Figure 3. Symmetry mismatch between ClpP1/2 and ClpX.

a) Molecular model of ClpXP1/2. The symmetry axes of the ClpP1/2 and ClpX are shown in green and orange, respectively. b-c) The ClpP2 heptamer (b) and the ClpX hexamer (c) are shown from the bottom and the top, respectively, perpendicular to the plane of the ClpP2-ClpX interface. The positions of the IGF-loops and the hydrophobic grooves are highlighted in yellow and connected by dashed lines. d) Cut-away view of the ClpP density. Secondary structure elements directly prior (residues 170-189) and after the pore-2-loops (residues 202-220) of ClpX are shown in ribbon representation. The pore-2-loops are not resolved in the cryo-EM density and not shown here. In order to indicate the arrangement and positioning of the pore-2-loops, as well as the position of the upper opening of the ClpX channel relative to the ClpP2 pore, a plane was calculated using the Cα atoms of Gly202 as anchor points and depicted here in orange.
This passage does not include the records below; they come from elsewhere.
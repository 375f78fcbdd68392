//! Error Types
//!
//! Expected outcomes (a rejected email, a throttled login, a blocked upload)
//! are values, not errors. [`GateError`] covers a caller breaking the API
//! contract, such as passing an empty identity. [`ConfigError`] is returned
//! by the configuration loaders and parsers.
//!
//! Neither is ever folded into a `blocked` decision; conflating "bad call"
//! with "attacker blocked" would corrupt the security event stream.

use thiserror::Error;

/// Errors returned by the gate's public operations
#[derive(Debug, Clone, PartialEq, Eq, Error)]
pub enum GateError {
    /// An identity was empty or whitespace only
    #[error("identity must not be empty")]
    EmptyIdentity,
}

/// Errors produced while loading configuration
#[derive(Debug, Clone, PartialEq, Eq, Error)]
pub enum ConfigError {
    /// A value could not be parsed
    #[error("invalid value for {key}: {value:?} ({reason})")]
    InvalidValue {
        /// Environment variable or TOML key
        key: String,
        /// Raw value as supplied
        value: String,
        /// What was expected
        reason: String,
    },

    /// A TOML document could not be parsed
    #[error("failed to parse configuration: {0}")]
    Toml(String),
}

impl ConfigError {
    pub(crate) fn invalid(
        key: impl Into<String>,
        value: impl Into<String>,
        reason: impl Into<String>,
    ) -> Self {
        Self::InvalidValue {
            key: key.into(),
            value: value.into(),
            reason: reason.into(),
        }
    }
}

impl From<toml::de::Error> for ConfigError {
    fn from(err: toml::de::Error) -> Self {
        Self::Toml(err.to_string())
    }
}

#[cfg(test)]
mod tests {
    use super::*;

    #[test]
    fn test_error_messages() {
        assert_eq!(GateError::EmptyIdentity.to_string(), "identity must not be empty");

        let err = ConfigError::invalid("PORTCULLIS_AUTO_UNLOCK", "maybe", "expected true or false");
        assert_eq!(
            err.to_string(),
            "invalid value for PORTCULLIS_AUTO_UNLOCK: \"maybe\" (expected true or false)"
        );
    }

    #[test]
    fn test_toml_error_converts() {
        let err: ConfigError = toml::from_str::<toml::Table>("key = ").unwrap_err().into();
        assert!(matches!(err, ConfigError::Toml(_)));
        assert!(err.to_string().starts_with("failed to parse configuration: "));
    }
}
The plane is tilted and shifted relative to the ClpP channel axis, suggesting a spiral staircase-like arrangement of the pore-2-loops. The dashed line with the arrowhead indicates the pathway of substrate translocation from ClpX towards the ClpP proteolytic chamber. The inset shows the skin surface of the ClpXP pore. e) Molecular surface of ClpP2 shown from the bottom. Rosetta models of the pore-2-loops of ClpX are shown as ribbons. The black star indicates the positioning of the ClpX channel opening relative to the ClpP channel opening (yellow star). f) Schematic model of the ClpX-ClpP2-binding mechanism. Left images depict axial views of the ClpP2 heptamer (green) and the ClpX hexamer prior assembly of the ClpXP protease. The main interaction elements, the ClpX IGF-loops and ClpP2 hydrophobic grooves are highlighted. The remaining “free” ClpP2 hydrophobic groove stays shielded by the respective C-terminus (arrow).